> **ACTION ITEM**
Identify every line in the records below that contains the word "feature", and copy each of those lines.

(Collected data entries)
____

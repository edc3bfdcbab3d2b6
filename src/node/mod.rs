//! Tour nodes: immutable 2D points identified by their input index.
//!
//! A [`Node`] never changes once a run starts. The colony only ever refers to
//! nodes through their [`NodeId`], which is the position of the node in the
//! list handed to the simulator.

mod error;
mod parse;

use std::fmt;

#[cfg(feature = "serde")]
use serde::{Deserialize, Serialize};

pub use error::NodeParseError;
pub use parse::parse_nodes;

/// Index of a node in the simulator's node list.
pub type NodeId = usize;

/// A point in the plane that every tour must visit exactly once.
#[derive(Debug, Clone, Copy, PartialEq)]
#[cfg_attr(feature = "serde", derive(Serialize, Deserialize))]
pub struct Node {
    pub x: f64,
    pub y: f64,
    pub id: NodeId,
}

impl Node {
    /// Creates a new node.
    pub fn new(x: f64, y: f64, id: NodeId) -> Self {
        Self { x, y, id }
    }

    /// Builds a node list from coordinate pairs, numbering them in order.
    pub fn from_points(points: &[(f64, f64)]) -> Vec<Node> {
        points
            .iter()
            .enumerate()
            .map(|(id, &(x, y))| Node::new(x, y, id))
            .collect()
    }

    /// Euclidean distance to another node.
    pub fn distance_to(&self, other: &Node) -> f64 {
        distance(self, other)
    }

    /// Returns true if both coordinates are finite.
    pub fn is_finite(&self) -> bool {
        self.x.is_finite() && self.y.is_finite()
    }
}

impl fmt::Display for Node {
    fn fmt(&self, f: &mut fmt::Formatter<'_>) -> fmt::Result {
        write!(f, "#{} ({:.2}, {:.2})", self.id, self.x, self.y)
    }
}

/// Euclidean distance between two nodes.
///
/// Coincident nodes yield `0.0`; callers computing inverse-distance
/// heuristics must cap the result themselves.
pub fn distance(a: &Node, b: &Node) -> f64 {
    let dx = a.x - b.x;
    let dy = a.y - b.y;
    (dx * dx + dy * dy).sqrt()
}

____

> **ANSWER SECTION**
#[cfg(feature = "serde")]
#[cfg_attr(feature = "serde", derive(Serialize, Deserialize))]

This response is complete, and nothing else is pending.